Collected data:
============================================================

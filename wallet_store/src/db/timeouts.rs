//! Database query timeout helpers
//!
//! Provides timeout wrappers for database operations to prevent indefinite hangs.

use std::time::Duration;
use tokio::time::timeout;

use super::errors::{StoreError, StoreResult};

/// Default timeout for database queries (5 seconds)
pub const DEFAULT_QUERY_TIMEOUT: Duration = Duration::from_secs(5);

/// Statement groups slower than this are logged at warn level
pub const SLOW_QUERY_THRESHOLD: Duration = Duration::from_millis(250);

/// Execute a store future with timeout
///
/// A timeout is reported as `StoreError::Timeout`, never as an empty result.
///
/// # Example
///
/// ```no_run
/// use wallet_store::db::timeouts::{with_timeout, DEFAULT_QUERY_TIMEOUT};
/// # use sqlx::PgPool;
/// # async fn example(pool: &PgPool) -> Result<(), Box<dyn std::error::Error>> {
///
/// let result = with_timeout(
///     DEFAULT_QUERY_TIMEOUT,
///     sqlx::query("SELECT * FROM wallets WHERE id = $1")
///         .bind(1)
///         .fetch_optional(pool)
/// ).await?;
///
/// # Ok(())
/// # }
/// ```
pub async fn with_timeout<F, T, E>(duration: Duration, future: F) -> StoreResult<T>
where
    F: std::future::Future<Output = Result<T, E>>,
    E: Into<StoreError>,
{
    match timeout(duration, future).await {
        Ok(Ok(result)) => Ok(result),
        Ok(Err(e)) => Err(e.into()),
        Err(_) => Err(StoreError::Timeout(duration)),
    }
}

============================================================

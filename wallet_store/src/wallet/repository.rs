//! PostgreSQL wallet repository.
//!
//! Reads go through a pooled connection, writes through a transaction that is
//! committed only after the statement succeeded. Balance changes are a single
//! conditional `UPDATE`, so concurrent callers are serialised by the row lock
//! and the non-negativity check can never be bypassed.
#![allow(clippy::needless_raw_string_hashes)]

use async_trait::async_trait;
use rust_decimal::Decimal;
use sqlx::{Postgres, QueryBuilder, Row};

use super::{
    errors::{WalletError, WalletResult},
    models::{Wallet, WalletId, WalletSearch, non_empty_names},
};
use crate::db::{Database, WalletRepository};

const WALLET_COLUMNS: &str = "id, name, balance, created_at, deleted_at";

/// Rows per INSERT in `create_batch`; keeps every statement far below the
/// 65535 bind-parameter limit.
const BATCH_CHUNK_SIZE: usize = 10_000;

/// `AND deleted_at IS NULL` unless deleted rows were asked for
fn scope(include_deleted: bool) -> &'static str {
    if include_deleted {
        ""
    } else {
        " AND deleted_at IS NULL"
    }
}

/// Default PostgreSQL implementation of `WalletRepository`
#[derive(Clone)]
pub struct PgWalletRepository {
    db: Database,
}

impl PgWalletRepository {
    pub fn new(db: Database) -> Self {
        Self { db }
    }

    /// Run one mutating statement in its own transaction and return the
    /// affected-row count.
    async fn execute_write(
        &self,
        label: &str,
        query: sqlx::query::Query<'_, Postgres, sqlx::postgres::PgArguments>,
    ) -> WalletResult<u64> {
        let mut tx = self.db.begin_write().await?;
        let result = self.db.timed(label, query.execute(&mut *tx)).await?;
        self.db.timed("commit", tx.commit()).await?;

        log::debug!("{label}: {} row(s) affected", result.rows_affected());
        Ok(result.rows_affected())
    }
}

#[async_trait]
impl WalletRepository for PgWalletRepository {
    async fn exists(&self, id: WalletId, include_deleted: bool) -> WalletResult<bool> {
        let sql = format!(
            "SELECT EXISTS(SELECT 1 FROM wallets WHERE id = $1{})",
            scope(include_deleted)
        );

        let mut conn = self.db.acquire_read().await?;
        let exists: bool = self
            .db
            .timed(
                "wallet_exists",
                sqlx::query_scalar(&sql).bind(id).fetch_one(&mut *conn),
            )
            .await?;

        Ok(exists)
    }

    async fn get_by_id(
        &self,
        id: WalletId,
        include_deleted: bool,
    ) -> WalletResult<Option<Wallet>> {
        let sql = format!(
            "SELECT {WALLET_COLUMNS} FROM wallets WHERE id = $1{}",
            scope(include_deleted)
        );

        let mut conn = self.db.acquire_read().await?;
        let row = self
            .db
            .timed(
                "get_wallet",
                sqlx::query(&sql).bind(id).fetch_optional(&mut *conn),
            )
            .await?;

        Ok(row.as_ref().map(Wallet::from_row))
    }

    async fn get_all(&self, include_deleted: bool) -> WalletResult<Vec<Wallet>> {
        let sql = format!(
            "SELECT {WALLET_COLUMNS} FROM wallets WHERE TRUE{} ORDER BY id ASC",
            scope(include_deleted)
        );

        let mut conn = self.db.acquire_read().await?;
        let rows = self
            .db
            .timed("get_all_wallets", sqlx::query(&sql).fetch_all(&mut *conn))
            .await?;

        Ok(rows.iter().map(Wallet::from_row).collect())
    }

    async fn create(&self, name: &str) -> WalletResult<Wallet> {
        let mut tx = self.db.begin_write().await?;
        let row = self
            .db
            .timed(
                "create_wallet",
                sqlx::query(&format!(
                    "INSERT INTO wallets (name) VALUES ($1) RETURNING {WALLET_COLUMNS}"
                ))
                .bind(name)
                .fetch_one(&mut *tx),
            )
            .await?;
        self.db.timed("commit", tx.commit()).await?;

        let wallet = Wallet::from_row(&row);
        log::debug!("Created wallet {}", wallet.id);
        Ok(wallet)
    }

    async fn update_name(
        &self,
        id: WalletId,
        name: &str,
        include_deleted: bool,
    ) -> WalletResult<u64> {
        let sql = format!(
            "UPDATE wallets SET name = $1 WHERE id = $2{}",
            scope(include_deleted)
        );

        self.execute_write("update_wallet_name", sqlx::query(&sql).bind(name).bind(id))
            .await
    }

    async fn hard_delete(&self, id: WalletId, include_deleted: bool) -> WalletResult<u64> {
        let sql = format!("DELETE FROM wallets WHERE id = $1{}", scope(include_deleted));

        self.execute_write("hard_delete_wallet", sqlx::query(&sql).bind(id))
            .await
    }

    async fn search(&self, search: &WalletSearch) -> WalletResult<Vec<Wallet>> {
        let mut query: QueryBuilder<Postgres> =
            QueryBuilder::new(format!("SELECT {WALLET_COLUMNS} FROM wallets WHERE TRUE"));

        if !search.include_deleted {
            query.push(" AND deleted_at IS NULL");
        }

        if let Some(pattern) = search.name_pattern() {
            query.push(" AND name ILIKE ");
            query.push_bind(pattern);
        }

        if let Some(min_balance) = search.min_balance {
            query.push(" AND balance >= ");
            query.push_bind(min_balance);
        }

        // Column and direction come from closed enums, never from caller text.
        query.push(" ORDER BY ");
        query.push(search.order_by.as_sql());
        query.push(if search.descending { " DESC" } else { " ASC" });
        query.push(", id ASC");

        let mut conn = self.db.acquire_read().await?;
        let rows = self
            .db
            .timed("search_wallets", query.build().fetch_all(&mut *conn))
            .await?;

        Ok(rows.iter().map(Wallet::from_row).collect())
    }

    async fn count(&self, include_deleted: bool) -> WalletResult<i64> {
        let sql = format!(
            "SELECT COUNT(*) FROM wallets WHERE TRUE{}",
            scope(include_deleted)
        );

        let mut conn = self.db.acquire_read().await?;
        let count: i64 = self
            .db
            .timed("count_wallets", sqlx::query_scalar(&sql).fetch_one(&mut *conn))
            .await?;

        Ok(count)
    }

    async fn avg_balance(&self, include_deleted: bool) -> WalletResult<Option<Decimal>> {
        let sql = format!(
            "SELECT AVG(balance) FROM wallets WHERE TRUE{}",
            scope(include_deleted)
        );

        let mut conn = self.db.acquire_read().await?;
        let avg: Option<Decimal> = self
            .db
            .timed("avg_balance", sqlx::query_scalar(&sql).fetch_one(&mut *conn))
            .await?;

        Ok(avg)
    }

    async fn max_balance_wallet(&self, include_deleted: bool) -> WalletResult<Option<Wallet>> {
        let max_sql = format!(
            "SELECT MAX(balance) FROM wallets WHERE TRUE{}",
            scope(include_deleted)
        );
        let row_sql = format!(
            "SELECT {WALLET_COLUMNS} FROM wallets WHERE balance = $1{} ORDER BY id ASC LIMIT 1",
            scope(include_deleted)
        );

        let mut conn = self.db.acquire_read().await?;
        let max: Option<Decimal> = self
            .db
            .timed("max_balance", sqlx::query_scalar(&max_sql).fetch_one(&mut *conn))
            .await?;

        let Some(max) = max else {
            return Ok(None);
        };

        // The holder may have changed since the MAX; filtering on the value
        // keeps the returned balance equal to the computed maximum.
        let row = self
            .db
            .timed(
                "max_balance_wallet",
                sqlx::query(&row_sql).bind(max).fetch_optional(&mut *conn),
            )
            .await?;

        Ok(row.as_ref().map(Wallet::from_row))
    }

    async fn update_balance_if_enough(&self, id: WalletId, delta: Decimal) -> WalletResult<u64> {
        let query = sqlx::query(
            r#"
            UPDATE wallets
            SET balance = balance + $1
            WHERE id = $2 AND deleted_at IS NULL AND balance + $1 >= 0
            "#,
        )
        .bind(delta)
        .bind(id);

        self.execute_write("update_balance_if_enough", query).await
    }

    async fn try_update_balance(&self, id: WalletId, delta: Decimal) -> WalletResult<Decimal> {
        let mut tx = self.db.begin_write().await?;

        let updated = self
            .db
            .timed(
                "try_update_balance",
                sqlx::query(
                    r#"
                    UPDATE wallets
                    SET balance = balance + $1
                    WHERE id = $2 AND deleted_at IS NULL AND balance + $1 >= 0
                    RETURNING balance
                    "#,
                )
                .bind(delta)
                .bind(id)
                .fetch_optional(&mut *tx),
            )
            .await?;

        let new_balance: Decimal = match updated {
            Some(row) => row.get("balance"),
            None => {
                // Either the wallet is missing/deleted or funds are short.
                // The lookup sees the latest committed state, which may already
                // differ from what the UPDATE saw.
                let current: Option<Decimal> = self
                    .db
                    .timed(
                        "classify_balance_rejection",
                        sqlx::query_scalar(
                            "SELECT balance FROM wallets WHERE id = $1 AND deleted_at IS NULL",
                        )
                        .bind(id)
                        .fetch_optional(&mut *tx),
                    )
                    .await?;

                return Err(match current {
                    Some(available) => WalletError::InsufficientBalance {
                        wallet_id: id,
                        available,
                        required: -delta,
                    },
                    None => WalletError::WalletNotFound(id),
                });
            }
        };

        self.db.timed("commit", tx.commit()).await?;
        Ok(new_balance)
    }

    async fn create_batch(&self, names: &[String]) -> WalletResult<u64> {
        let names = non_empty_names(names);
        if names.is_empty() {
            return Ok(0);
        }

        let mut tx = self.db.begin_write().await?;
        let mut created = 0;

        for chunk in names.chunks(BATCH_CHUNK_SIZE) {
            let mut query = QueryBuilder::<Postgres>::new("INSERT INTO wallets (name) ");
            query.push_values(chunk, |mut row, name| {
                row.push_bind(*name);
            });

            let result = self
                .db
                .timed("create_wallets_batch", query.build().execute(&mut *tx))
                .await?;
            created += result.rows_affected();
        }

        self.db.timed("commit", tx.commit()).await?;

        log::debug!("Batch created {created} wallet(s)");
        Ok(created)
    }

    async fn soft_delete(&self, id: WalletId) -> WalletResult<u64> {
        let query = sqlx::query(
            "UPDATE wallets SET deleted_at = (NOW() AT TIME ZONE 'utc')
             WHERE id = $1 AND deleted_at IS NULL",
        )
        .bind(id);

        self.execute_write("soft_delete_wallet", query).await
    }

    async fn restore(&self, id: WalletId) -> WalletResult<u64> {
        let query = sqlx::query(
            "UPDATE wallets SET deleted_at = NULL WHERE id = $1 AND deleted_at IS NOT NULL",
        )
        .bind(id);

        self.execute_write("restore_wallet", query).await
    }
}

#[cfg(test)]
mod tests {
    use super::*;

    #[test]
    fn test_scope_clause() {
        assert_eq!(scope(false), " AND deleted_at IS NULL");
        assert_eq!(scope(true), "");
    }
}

============================================================

WHAT IS EXPECTED: Transcribe, exactly and without additions, the lines of the records above, beginning with the line that contains "async fn avg_balance(&self, include_deleted: bool)" and ending with the line that contains "let avg: Option<Decimal> = self", both included.

TASK RESPONSE:
    async fn avg_balance(&self, include_deleted: bool) -> WalletResult<Option<Decimal>> {
        let sql = format!(
            "SELECT AVG(balance) FROM wallets WHERE TRUE{}",
            scope(include_deleted)
        );

        let mut conn = self.db.acquire_read().await?;
        let avg: Option<Decimal> = self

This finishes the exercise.